Fact Or Myth: Abuse Of Siri's Shortcuts For Malware Propagation And Extortion Demands

272 Views 3 Mins To Read

 

Apple added a powerful feature, Siri Shortcuts, in iOS 12. This shortcut can abuse to trick or scare users in spreading malware, data exfiltration and for paying demands of ransom. All this is possible with the intrusive and powerful Siri Shortcuts. These shortcuts are available in the current versions of the operating system.

With Siri Shortcuts, users can automate a series of operations that are easy with the voice commands of Siri. Besides creating shortcuts of Siri, iOS users can download official shortcuts application from App Store to get access to thousands of shortcuts (user-made) and iOS apps. The users can install their Siri Shortcuts.

 

Abuse Of Siri's Shortcuts For Malware Propagation And Extortion Demands

 

The shortcut supports different operations, from file moving - opening apps to complicated tasks, such as uploading content or locking screen. The threat research of IBM X-Force, John Kuhn, believes the abuse of this shortcut.
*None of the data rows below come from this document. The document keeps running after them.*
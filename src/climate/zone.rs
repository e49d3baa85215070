//! Latitude-band climate zone classification

use serde::{Deserialize, Serialize};
use std::fmt;

use crate::models::Coordinate;
use crate::{Result, WeatherWiseError};

/// Upper bound (exclusive) of the tropical band in absolute degrees
const TROPICAL_LIMIT: f64 = 23.5;
/// Upper bound (exclusive) of the arid band
const ARID_LIMIT: f64 = 35.0;
/// Upper bound (exclusive) of the temperate band
const TEMPERATE_LIMIT: f64 = 50.0;

/// Coarse climate zone derived from absolute latitude
#[derive(Debug, Serialize, Deserialize, Clone, Copy, PartialEq, Eq, Hash)]
#[serde(rename_all = "lowercase")]
pub enum ClimateZone {
    Tropical,
    Arid,
    Temperate,
    Continental,
}

impl ClimateZone {
    /// Classify a latitude. Bands are half-open on `|latitude|`:
    /// `[0, 23.5)` tropical, `[23.5, 35)` arid, `[35, 50)` temperate,
    /// `[50, 90]` continental.
    ///
    /// Latitudes outside `[-90, 90]` (and NaN) are rejected rather than clamped.
    pub fn classify(latitude: f64) -> Result<Self> {
        if !latitude.is_finite() || !(-90.0..=90.0).contains(&latitude) {
            return Err(WeatherWiseError::invalid_input(format!(
                "latitude {latitude} is outside [-90, 90]"
            )));
        }
        Ok(Self::from_abs_latitude(latitude.abs()))
    }

    /// Zone of an already validated coordinate
    #[must_use]
    pub fn for_coordinate(coordinate: &Coordinate) -> Self {
        Self::from_abs_latitude(coordinate.latitude().abs())
    }

    fn from_abs_latitude(abs_latitude: f64) -> Self {
        if abs_latitude < TROPICAL_LIMIT {
            ClimateZone::Tropical
        } else if abs_latitude < ARID_LIMIT {
            ClimateZone::Arid
        } else if abs_latitude < TEMPERATE_LIMIT {
            ClimateZone::Temperate
        } else {
            ClimateZone::Continental
        }
    }

    #[must_use]
    pub fn name(&self) -> &'static str {
        match self {
            ClimateZone::Tropical => "Tropical",
            ClimateZone::Arid => "Arid",
            ClimateZone::Temperate => "Temperate",
            ClimateZone::Continental => "Continental",
        }
    }
}

impl fmt::Display for ClimateZone {
    fn fmt(&self, f: &mut fmt::Formatter<'_>) -> fmt::Result {
        f.write_str(self.name())
    }
}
Kuhn claimed that the Siri could be used for malicious drives. Shortcuts are formed for scareware, a pseudo ransom movement to scare victims to make payment to criminals. The criminals can make them believe that they have sensitive data of remote attackers.

The experts claim that Siri Shortcuts are easy to generate to ask for ransom. Moreover, attackers can use scripts to collect data from your phone and use it for verbal coercion threat to make it autunitic and convincing.

The malicious scripts are available to web pages for ransom demands. The web pages may display sample information uploaded from the phone of the victim within a few seconds. These schemes sound silly to technical users with details of cyber-security problems. It is easy to impress non-technical users. For this reason, tech support and scareware scams are successful nowadays. For nontechnical users, it is difficult to distinguish empty threats from valid ones.

Moreover, Kuhn claims that a malicious shortcut script of Siri may send an automatic message to the entire contact list of a victim. It can spread download links to more potent malware. A team of IBM X-Force and Kuhn team impulse users to take similar precautions with scripts similar to browser extensions and iOS apps. Users must choose trusted sources to download and install Siri Shortcuts.